//! MSI delivery: target layout, MSI address configuration and the
//! per-domain message generator.

use super::regctl::{MMSIADDRCFG, MMSIADDRCFGH, SMSIADDRCFG, SMSIADDRCFGH};
use super::source::Sources;
use crate::config::AiaConfig;
use crate::level::PrivLevel;

/// Target register layout in MSI delivery mode
#[derive(Debug, Clone, Copy, PartialEq, Eq)]
pub struct MsiTarget {
    pub hart: u32,
    pub guest: u32,
    pub eiid: u32,
}

impl MsiTarget {
    pub fn decode(raw: u32) -> Self {
        Self {
            hart: raw >> 18,
            guest: (raw >> 12) & 0x3F,
            eiid: raw & 0x7FF,
        }
    }

    pub fn encode(self) -> u32 {
        (self.hart << 18) | ((self.guest & 0x3F) << 12) | (self.eiid & 0x7FF)
    }
}

/// An MSI still to be addressed by the APLIC's address configuration
#[derive(Debug, Clone, Copy, PartialEq, Eq)]
pub struct MsiRequest {
    pub level: PrivLevel,
    pub hart: u32,
    pub guest: u32,
    pub eiid: u32,
}

/// A message-signaled interrupt on the system bus: a 32-bit write of the
/// identity to the target file's seteipnum_le register
#[derive(Debug, Clone, Copy, PartialEq, Eq)]
pub struct MsiWrite {
    pub addr: u64,
    pub data: u32,
}

/// mmsiaddrcfgh.L
const MSIADDRCFGH_L: u32 = 1 << 31;
const PPN_HIGH_MASK: u32 = 0xFFF;

/// MSI target address parameters (mmsiaddrcfg/smsiaddrcfg pairs)
#[derive(Debug, Clone, PartialEq, Eq)]
pub struct MsiAddrCfg {
    m_ppn: u64,
    lhxs: u32,
    lhxw: u32,
    hhxs: u32,
    hhxw: u32,
    s_ppn: u64,
    s_lhxs: u32,
    locked: bool,
}

impl MsiAddrCfg {
    /// Reset values matching the IMSIC layout of `config`
    pub fn from_config(config: &AiaConfig) -> Self {
        Self {
            m_ppn: config.imsic_m_base >> 12,
            lhxs: 0,
            lhxw: config.hart_index_bits(),
            hhxs: 0,
            hhxw: 0,
            s_ppn: config.imsic_s_base >> 12,
            s_lhxs: config.guest_index_bits(),
            locked: false,
        }
    }

    pub fn is_locked(&self) -> bool {
        self.locked
    }

    pub fn read(&self, offset: u32) -> u32 {
        match offset {
            MMSIADDRCFG => self.m_ppn as u32,
            MMSIADDRCFGH => {
                (if self.locked { MSIADDRCFGH_L } else { 0 })
                    | (self.hhxs << 24)
                    | (self.lhxs << 20)
                    | (self.hhxw << 16)
                    | (self.lhxw << 12)
                    | ((self.m_ppn >> 32) as u32 & PPN_HIGH_MASK)
            }
            SMSIADDRCFG => self.s_ppn as u32,
            SMSIADDRCFGH => (self.s_lhxs << 20) | ((self.s_ppn >> 32) as u32 & PPN_HIGH_MASK),
            _ => 0,
        }
    }

    /// Writes are ignored once L is set
    pub fn write(&mut self, offset: u32, val: u32) {
        if self.locked {
            return;
        }
        let high = |ppn: u64| ((((val & PPN_HIGH_MASK) as u64) << 32) | (ppn & 0xFFFF_FFFF));
        match offset {
            MMSIADDRCFG => self.m_ppn = (self.m_ppn & !0xFFFF_FFFF) | val as u64,
            MMSIADDRCFGH => {
                self.m_ppn = high(self.m_ppn);
                self.lhxw = (val >> 12) & 0xF;
                self.hhxw = (val >> 16) & 0x7;
                self.lhxs = (val >> 20) & 0x7;
                self.hhxs = (val >> 24) & 0x1F;
                self.locked = val & MSIADDRCFGH_L != 0;
            }
            SMSIADDRCFG => self.s_ppn = (self.s_ppn & !0xFFFF_FFFF) | val as u64,
            SMSIADDRCFGH => {
                self.s_ppn = high(self.s_ppn);
                self.s_lhxs = (val >> 20) & 0x7;
            }
            _ => {}
        }
    }

    /// Physical address of the interrupt file a message is sent to
    pub fn address(&self, level: PrivLevel, hart: u32, guest: u32) -> u64 {
        let hart = hart as u64;
        let low = hart & ((1u64 << self.lhxw) - 1);
        let group = (hart >> self.lhxw) & ((1u64 << self.hhxw) - 1);
        let group = group << (self.hhxs + 12);
        let ppn = match level {
            PrivLevel::Machine => self.m_ppn | group | (low << self.lhxs),
            PrivLevel::Supervisor => self.s_ppn | group | (low << self.s_lhxs) | guest as u64,
        };
        ppn << 12
    }

    pub fn resolve(&self, req: MsiRequest) -> MsiWrite {
        MsiWrite {
            addr: self.address(req.level, req.hart, req.guest),
            data: req.eiid,
        }
    }
}

const GENMSI_HART_MASK: u32 = 0xFFFC_0000;
const GENMSI_EIID_MASK: u32 = 0x7FF;

/// Message generator of a domain in MSI delivery mode
#[derive(Debug, Clone, Default)]
pub struct MsiGenerator {
    genmsi: u32,
    queue: Vec<MsiRequest>,
}

impl MsiGenerator {
    /// genmsi reads back hart and identity; Busy is always clear since
    /// messages leave synchronously
    pub fn genmsi(&self) -> u32 {
        self.genmsi
    }

    pub fn write_genmsi(&mut self, level: PrivLevel, val: u32) {
        self.genmsi = val & (GENMSI_HART_MASK | GENMSI_EIID_MASK);
        self.queue.push(MsiRequest {
            level,
            hart: val >> 18,
            guest: 0,
            eiid: val & GENMSI_EIID_MASK,
        });
    }

    /// Turn every pending and enabled source into a message, clearing its
    /// pending bit
    pub fn forward(&mut self, level: PrivLevel, sources: &mut Sources) {
        for id in sources.pending_enabled() {
            let target = MsiTarget::decode(sources.target(id));
            sources.clear_pending(id);
            log::trace!(
                "source {} -> hart {} guest {} eiid {}",
                id,
                target.hart,
                target.guest,
                target.eiid
            );
            self.queue.push(MsiRequest {
                level,
                hart: target.hart,
                guest: target.guest,
                eiid: target.eiid,
            });
        }
    }

    pub fn drain(&mut self) -> Vec<MsiRequest> {
        std::mem::take(&mut self.queue)
    }
}

#[cfg(test)]
mod tests {
    use super::*;
    use crate::aplic::source::{SourceCfg, SourceMode};

    #[test]
    fn test_reset_addresses_follow_imsic_layout() {
        let cfg = MsiAddrCfg::from_config(&AiaConfig {
            nr_harts: 4,
            nr_vs_files: 3,
            ..AiaConfig::default()
        });
        assert_eq!(cfg.address(PrivLevel::Machine, 0, 0), 0x2400_0000);
        assert_eq!(cfg.address(PrivLevel::Machine, 3, 0), 0x2400_3000);
        // Four pages per hart at S level: S file plus three guests
        assert_eq!(cfg.address(PrivLevel::Supervisor, 1, 0), 0x2800_4000);
        assert_eq!(cfg.address(PrivLevel::Supervisor, 1, 2), 0x2800_6000);
    }

    #[test]
    fn test_addrcfg_registers_and_lock() {
        let mut cfg = MsiAddrCfg::from_config(&AiaConfig::default());
        assert_eq!(cfg.read(MMSIADDRCFG), 0x24000);
        assert_eq!(cfg.read(MMSIADDRCFGH), 1 << 12);
        assert_eq!(cfg.read(SMSIADDRCFGH), 1 << 20);

        cfg.write(MMSIADDRCFG, 0x30000);
        assert_eq!(cfg.address(PrivLevel::Machine, 1, 0), 0x3000_1000);

        cfg.write(MMSIADDRCFGH, MSIADDRCFGH_L | (1 << 12));
        assert!(cfg.is_locked());
        cfg.write(MMSIADDRCFG, 0x40000);
        assert_eq!(cfg.read(MMSIADDRCFG), 0x30000);
    }

    #[test]
    fn test_target_layout() {
        let t = MsiTarget::decode((1 << 18) | (2 << 12) | 0x45);
        assert_eq!(
            t,
            MsiTarget {
                hart: 1,
                guest: 2,
                eiid: 0x45
            }
        );
        assert_eq!(t.encode(), (1 << 18) | (2 << 12) | 0x45);
    }

    #[test]
    fn test_forward_clears_pending_in_id_order() {
        let mut s = Sources::new(32);
        for (id, eiid) in [(9, 40), (2, 41)] {
            s.set_cfg(id, SourceCfg::Mode(SourceMode::Detached));
            s.set_target(id, MsiTarget { hart: 0, guest: 0, eiid }.encode());
            s.set_enabled(id, true);
            s.set_pending(id);
        }
        let mut gen = MsiGenerator::default();
        gen.forward(PrivLevel::Machine, &mut s);
        let eiids: Vec<u32> = gen.drain().iter().map(|r| r.eiid).collect();
        assert_eq!(eiids, vec![41, 40]);
        assert!(!s.is_pending(2));
        assert!(!s.is_pending(9));
        assert!(gen.drain().is_empty());
    }

    #[test]
    fn test_genmsi_queues_message() {
        let mut gen = MsiGenerator::default();
        gen.write_genmsi(PrivLevel::Supervisor, (1 << 18) | 0x1000 | 7);
        // Busy never reads back
        assert_eq!(gen.genmsi(), (1 << 18) | 7);
        assert_eq!(
            gen.drain(),
            vec![MsiRequest {
                level: PrivLevel::Supervisor,
                hart: 1,
                guest: 0,
                eiid: 7
            }]
        );
    }
}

^^^^

## [TASK DIRECTIONS]
Set down exactly, and only, the lines from the one with "gen.write_genmsi(PrivLevel::Supervisor, (1 <<" to the final line of the data.

## [COMPLETED TASK]
        gen.write_genmsi(PrivLevel::Supervisor, (1 << 18) | 0x1000 | 7);
        // Busy never reads back
        assert_eq!(gen.genmsi(), (1 << 18) | 7);
        assert_eq!(
            gen.drain(),
            vec![MsiRequest {
                level: PrivLevel::Supervisor,
                hart: 1,
                guest: 0,
                eiid: 7
            }]
        );
    }
}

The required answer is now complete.